Check your mailbox. By now you should have received a solicitation to join Pharmacy Direct Network, recently formed by the National Association of Chain Drug Stores and open to all community pharmacies.
The new network was the subject of much informal discussion in San Francisco at the seventh-annual Supermarket Pharmacy Conference, sponsored by the Food Marketing Institute.
The big question on the minds of many supermarket pharmacy directors is how to sell membership in PDN to food store management. Such negotiation will surely test top management's support of pharmacy as well as management's understanding of what is at stake.
Here are some points you might want to cover in discussions with your management, based on what is known about PDN so far:
· PDN will be operated independently of NACDS. It will have its own officers, its own directors and its own office. See story on Page 4 for details on PDN and reactions to the formation of the network by supermarket pharmacy directors.
· It's better to join sooner rather than later. Membership fees of $300 per store will increase to $1,000 per store after July 31.
· Charter members (companies that join before July 31) may receive some or all of their membership fees back once PDN is up and running. However, there's no guarantee of such a payback.
· It's true that, unlike Super Net, this network doesn't yet have any contracts and there's no guarantee of the network's success. That said, it's clear that PDN and NACDS are prepared to make every effort and devote the needed resources to make this network succeed. The stakes are too high for anything less.
· PDN has learned from the experiences of others. This network is set up as a nonstock membership corporation, discouraging equity building and arguably giving it an advantage over competitors that must return value to shareholders. The company's independence should also minimize conflicts with NACDS or other associations.
· While there's likely to be some resistance to paying such membership fees to a group formed by the trade association of a rival format, the fact is that supermarket pharmacy already looks to NACDS for leadership on legislative, regulatory and other issues.

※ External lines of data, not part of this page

//! MetaRisk: clasifica la metadata de un archivo, puntúa su riesgo de
//! privacidad y la elimina, por completo o según la plataforma de destino.

pub mod analysis;
pub mod batch;
pub mod config;
pub mod error;
pub mod extraction;
pub mod formatting;
pub mod removal;
pub mod report;

#[cfg(test)]
pub(crate) mod test_support;
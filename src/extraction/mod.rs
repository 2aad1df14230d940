//! Lectura de metadata embebida por formato de archivo.
//!
//! Cualquier fallo de lectura se degrada a un mapa vacío: el análisis de
//! riesgo debe poder continuar aunque el archivo esté dañado.

mod image;
pub(crate) mod office;
pub(crate) mod pdf;


use infer::Infer;
use md5::Md5;
use serde::{Deserialize, Serialize};
use sha2::{Digest, Sha256};
use std::path::Path;
use tracing::{debug, warn};

use crate::analysis::RawMetadata;
use crate::error::ExtractionError;

pub const MIME_JPEG: &str = "image/jpeg";
pub const MIME_PNG: &str = "image/png";
pub const MIME_PDF: &str = "application/pdf";
pub const MIME_DOCX: &str =
    "application/vnd.openxmlformats-officedocument.wordprocessingml.document";
pub const MIME_XLSX: &str = "application/vnd.openxmlformats-officedocument.spreadsheetml.sheet";
pub const MIME_PPTX: &str =
    "application/vnd.openxmlformats-officedocument.presentationml.presentation";
pub const MIME_OCTET_STREAM: &str = "application/octet-stream";

/// Familia de formato que determina cómo se lee y limpia un archivo.
#[derive(Clone, Copy, Debug, Eq, PartialEq, Hash, Serialize, Deserialize)]
#[serde(rename_all = "lowercase")]
pub enum FileKind {
    Image,
    Pdf,
    Office,
    Unsupported,
}

impl FileKind {
    pub fn from_mime(mime: &str) -> Self {
        let mime = mime.trim().to_ascii_lowercase();
        if mime.starts_with("image/") {
            FileKind::Image
        } else if mime == MIME_PDF {
            FileKind::Pdf
        } else if mime.starts_with("application/vnd.openxmlformats-officedocument.") {
            FileKind::Office
        } else {
            FileKind::Unsupported
        }
    }

    /// Clasifica por extensión, sin leer el contenido.
    pub fn from_path(path: &Path) -> Self {
        path.file_name()
            .and_then(|name| name.to_str())
            .and_then(mime_from_extension)
            .map_or(FileKind::Unsupported, FileKind::from_mime)
    }

    pub fn label(self) -> &'static str {
        match self {
            FileKind::Image => "Imagen",
            FileKind::Pdf => "PDF",
            FileKind::Office => "Documento Office",
            FileKind::Unsupported => "No soportado",
        }
    }
}

/// Devuelve los pares clave/valor de metadata, o un mapa vacío si no hay o no se pudo leer.
pub fn extract_metadata(bytes: &[u8], mime: &str) -> RawMetadata {
    match try_extract_metadata(bytes, mime) {
        Ok(metadata) => {
            debug!(mime, fields = metadata.len(), "metadata extraída");
            metadata
        }
        Err(error) => {
            warn!(mime, %error, "no se pudo leer la metadata, se continúa sin ella");
            RawMetadata::new()
        }
    }
}

/// Igual que [`extract_metadata`], pero propaga el error de lectura.
pub fn try_extract_metadata(bytes: &[u8], mime: &str) -> Result<RawMetadata, ExtractionError> {
    match FileKind::from_mime(mime) {
        FileKind::Image => image::extract_image_metadata(bytes),
        FileKind::Pdf => pdf::extract_pdf_metadata(bytes),
        FileKind::Office => office::extract_office_metadata(bytes),
        FileKind::Unsupported => Ok(RawMetadata::new()),
    }
}

/// Detecta el tipo MIME por contenido y, si no basta, por extensión.
///
/// Un ZIP genérico con extensión de Office se trata como documento Office.
pub fn detect_mime(bytes: &[u8], file_name: &str) -> String {
    let inferred = Infer::new()
        .get(bytes)
        .map(|kind| kind.mime_type().to_string());

    match inferred {
        Some(mime) if mime != "application/zip" => mime,
        inferred => mime_from_extension(file_name)
            .map(str::to_string)
            .or(inferred)
            .unwrap_or_else(|| MIME_OCTET_STREAM.to_string()),
    }
}

fn mime_from_extension(file_name: &str) -> Option<&'static str> {
    let extension = Path::new(file_name)
        .extension()?
        .to_str()?
        .to_ascii_lowercase();
    let mime = match extension.as_str() {
        "jpg" | "jpeg" => MIME_JPEG,
        "png" => MIME_PNG,
        "tif" | "tiff" => "image/tiff",
        "webp" => "image/webp",
        "pdf" => MIME_PDF,
        "docx" => MIME_DOCX,
        "xlsx" => MIME_XLSX,
        "pptx" => MIME_PPTX,
        _ => return None,
    };
    Some(mime)
}

/// Datos básicos del archivo que acompañan a cada reporte.
#[derive(Clone, Debug, Eq, PartialEq, Serialize, Deserialize)]
pub struct FileInfo {
    pub name: String,
    pub size: u64,
    pub mime: String,
    pub kind: FileKind,
    pub sha256: String,
    pub md5: String,
}

impl FileInfo {
    pub fn from_bytes(name: &str, bytes: &[u8]) -> Self {
        let mime = detect_mime(bytes, name);
        let (sha256, md5) = digests(bytes);
        Self {
            name: name.to_string(),
            size: bytes.len() as u64,
            kind: FileKind::from_mime(&mime),
            mime,
            sha256,
            md5,
        }
    }
}

fn digests(bytes: &[u8]) -> (String, String) {
    let mut sha256 = Sha256::new();
    let mut md5 = Md5::new();
    sha256.update(bytes);
    md5.update(bytes);
    (
        format!("{:x}", sha256.finalize()),
        format!("{:x}", md5.finalize()),
    )
}
//! Análisis y limpieza masiva de archivos con eventos de progreso.

use serde::{Deserialize, Serialize};
use std::fs;
use std::path::{Path, PathBuf};
use std::sync::mpsc::Sender;
use tracing::{debug, info, warn};
use walkdir::WalkDir;

use crate::analysis::AnalysisPipeline;
use crate::error::BatchError;
use crate::extraction::{FileKind, detect_mime, extract_metadata};
use crate::removal::{RemovalScope, remove_metadata};
use crate::report::{CleanReport, FileReport, RiskSnapshot, display_name};

/// Prefijo de las copias limpias que se guardan junto al original.
pub const CLEAN_PREFIX: &str = "clean_";

/// Filtros disponibles para seleccionar qué archivos se procesarán.
#[derive(Clone, Copy, Debug, Default, Eq, PartialEq, Serialize, Deserialize)]
pub enum DirectoryFilter {
    #[default]
    Todos,
    SoloImagenes,
    SoloPdf,
    SoloOffice,
}

impl DirectoryFilter {
    pub fn matches(self, path: &Path) -> bool {
        match (self, FileKind::from_path(path)) {
            (_, FileKind::Unsupported) => false,
            (DirectoryFilter::Todos, _) => true,
            (DirectoryFilter::SoloImagenes, kind) => kind == FileKind::Image,
            (DirectoryFilter::SoloPdf, kind) => kind == FileKind::Pdf,
            (DirectoryFilter::SoloOffice, kind) => kind == FileKind::Office,
        }
    }

    pub fn parse(input: &str) -> Option<Self> {
        match input.trim().to_lowercase().as_str() {
            "" | "todos" | "todo" => Some(DirectoryFilter::Todos),
            "imagenes" | "imágenes" | "imagen" => Some(DirectoryFilter::SoloImagenes),
            "pdf" => Some(DirectoryFilter::SoloPdf),
            "office" => Some(DirectoryFilter::SoloOffice),
            _ => None,
        }
    }

    pub fn label(self) -> &'static str {
        match self {
            DirectoryFilter::Todos => "todos los formatos",
            DirectoryFilter::SoloImagenes => "solo imágenes",
            DirectoryFilter::SoloPdf => "solo PDF",
            DirectoryFilter::SoloOffice => "solo documentos Office",
        }
    }
}

/// Trabajo a aplicar sobre cada archivo del lote.
#[derive(Clone, Debug, Eq, PartialEq)]
pub enum BatchJob {
    Analyze { platform: Option<String> },
    /// Sin plataforma se elimina toda la metadata.
    Clean { platform: Option<String> },
}

impl BatchJob {
    fn label(&self) -> &'static str {
        match self {
            BatchJob::Analyze { .. } => "análisis",
            BatchJob::Clean { .. } => "limpieza",
        }
    }
}

#[derive(Clone, Debug)]
pub enum BatchOutcome {
    Analyzed(Box<FileReport>),
    Cleaned(CleanReport),
}

#[derive(Clone, Debug)]
pub enum BatchEvent {
    Started { total: usize },
    Processing { index: usize, total: usize, path: PathBuf },
    Success { path: PathBuf, outcome: BatchOutcome },
    Failure { path: PathBuf, error: String },
    Finished { successes: usize, failures: usize },
}

#[derive(Clone, Copy, Debug, Default, Eq, PartialEq)]
pub struct BatchSummary {
    pub successes: usize,
    pub failures: usize,
}

/// Recorre `root` y devuelve, ordenados, los archivos cuyo formato admite el filtro.
pub fn collect_candidate_files(
    root: &Path,
    recursive: bool,
    filter: DirectoryFilter,
) -> Result<Vec<PathBuf>, BatchError> {
    if !root.is_dir() {
        return Err(BatchError::NotADirectory(root.to_path_buf()));
    }

    let max_depth = if recursive { usize::MAX } else { 1 };
    let mut files = Vec::new();
    for entry in WalkDir::new(root)
        .min_depth(1)
        .max_depth(max_depth)
        .follow_links(false)
        .sort_by_file_name()
    {
        let entry = entry?;
        if entry.file_type().is_file() && filter.matches(entry.path()) {
            files.push(entry.into_path());
        }
    }

    debug!(root = %root.display(), recursive, found = files.len(), "archivos candidatos");
    Ok(files)
}

/// Lee y analiza un archivo del disco.
pub fn analyze_file(
    path: &Path,
    pipeline: &AnalysisPipeline,
    platform: Option<&str>,
) -> Result<FileReport, BatchError> {
    let bytes = read_file(path)?;
    Ok(FileReport::analyze(path, &bytes, pipeline, platform))
}

/// Limpia un archivo y guarda la copia como `clean_<nombre>` en el mismo directorio.
///
/// El original no se modifica. El riesgo posterior se calcula sobre la copia.
pub fn clean_file(
    path: &Path,
    pipeline: &AnalysisPipeline,
    scope: RemovalScope<'_>,
) -> Result<CleanReport, BatchError> {
    let bytes = read_file(path)?;
    let mime = detect_mime(&bytes, &display_name(path));
    if FileKind::from_mime(&mime) == FileKind::Unsupported {
        return Err(BatchError::Unsupported {
            path: path.to_path_buf(),
            mime,
        });
    }

    let before = pipeline.analyze(&extract_metadata(&bytes, &mime), None);
    let cleaned = remove_metadata(&bytes, &mime, scope)?;
    let after = pipeline.analyze(&extract_metadata(&cleaned.bytes, &mime), None);

    let output = cleaned_output_path(path);
    fs::write(&output, &cleaned.bytes).map_err(|source| BatchError::Write {
        path: output.clone(),
        source,
    })?;

    Ok(CleanReport {
        source: path.to_path_buf(),
        output,
        mime,
        scope: scope.describe(),
        modified: cleaned.modified,
        before: RiskSnapshot::from(&before),
        after: RiskSnapshot::from(&after),
    })
}

pub fn cleaned_output_path(path: &Path) -> PathBuf {
    path.with_file_name(format!("{CLEAN_PREFIX}{}", display_name(path)))
}

fn is_cleaned_output(path: &Path) -> bool {
    path.file_name()
        .and_then(|name| name.to_str())
        .is_some_and(|name| name.starts_with(CLEAN_PREFIX))
}

fn read_file(path: &Path) -> Result<Vec<u8>, BatchError> {
    fs::read(path).map_err(|source| BatchError::Read {
        path: path.to_path_buf(),
        source,
    })
}

/// Procesa `files` en orden y notifica el progreso por `sender`.
///
/// Un fallo en un archivo no detiene el lote. En limpieza se omiten las
/// copias `clean_` de ejecuciones anteriores.
pub fn run_batch_with_sender(
    mut files: Vec<PathBuf>,
    pipeline: AnalysisPipeline,
    job: BatchJob,
    sender: Sender<BatchEvent>,
) -> BatchSummary {
    if matches!(job, BatchJob::Clean { .. }) {
        files.retain(|path| !is_cleaned_output(path));
    }

    let total = files.len();
    let _ = sender.send(BatchEvent::Started { total });

    let mut summary = BatchSummary::default();
    for (index, path) in files.into_iter().enumerate() {
        let _ = sender.send(BatchEvent::Processing {
            index: index + 1,
            total,
            path: path.clone(),
        });

        match process(&path, &pipeline, &job) {
            Ok(outcome) => {
                summary.successes += 1;
                let _ = sender.send(BatchEvent::Success { path, outcome });
            }
            Err(error) => {
                summary.failures += 1;
                warn!(path = %path.display(), %error, "archivo del lote con error");
                let _ = sender.send(BatchEvent::Failure {
                    path,
                    error: error.to_string(),
                });
            }
        }
    }

    info!(
        job = job.label(),
        successes = summary.successes,
        failures = summary.failures,
        "lote completado"
    );
    let _ = sender.send(BatchEvent::Finished {
        successes: summary.successes,
        failures: summary.failures,
    });
    summary
}

fn process(
    path: &Path,
    pipeline: &AnalysisPipeline,
    job: &BatchJob,
) -> Result<BatchOutcome, BatchError> {
    match job {
        BatchJob::Analyze { platform } => {
            analyze_file(path, pipeline, platform.as_deref())
                .map(|report| BatchOutcome::Analyzed(Box::new(report)))
        }
        BatchJob::Clean { platform } => {
            let scope = match platform.as_deref() {
                Some(platform) => RemovalScope::Platform {
                    rules: pipeline.platforms(),
                    platform,
                },
                None => RemovalScope::All,
            };
            clean_file(path, pipeline, scope).map(BatchOutcome::Cleaned)
        }
    }
}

· The network offers an opportunity for pharmacy to show what it can do, especially through paying pharmacies incentives to increase generic utilization, provide case management, etc. This is what all of pharmacy has been clamoring for. This network also has the potential to develop a data base that could help show the real value that pharmacists bring to patient care.
· Probably most important for your business, PDN offers retail pharmacy a chance to take back control of the profession. For those of you who've had trouble explaining to your management recently why margins continue to shrink and why you have been practically powerless to prevent this, PDN offers the chance of breaking out of this chokehold.
· The cost of joining has to be weighed against the potential cost of not joining, which could be very high. Supermarket companies that don't join risk being left out of the network and the contracts it is able to secure.
One feeling proved dominant in San Francisco, and that's a perception that NACDS has the clout to take on PCS, Merck-Medco and now SmithKline Beecham-Diversified Pharmaceutical Services in the marketplace. Whether Pharmacy Direct Network can meet the low-price demands of third-party payers while also satisfying pharmacists' expectations of adequate reimbursement that recognizes the value of pharmacy remains to be seen. Many, though, seem willing to bet that a network controlled by pharmacy offers some hope for the future of retail pharmacy practice. As one pharmacy director put it, supermarket pharmacy directors will come to realize that the decision whether to join is a "no-brainer. There's really no choice," he said. "Supermarket pharmacies can't afford not to join." The challenge for supermarket pharmacy directors is to make the decision as obvious to management, and to do it soon.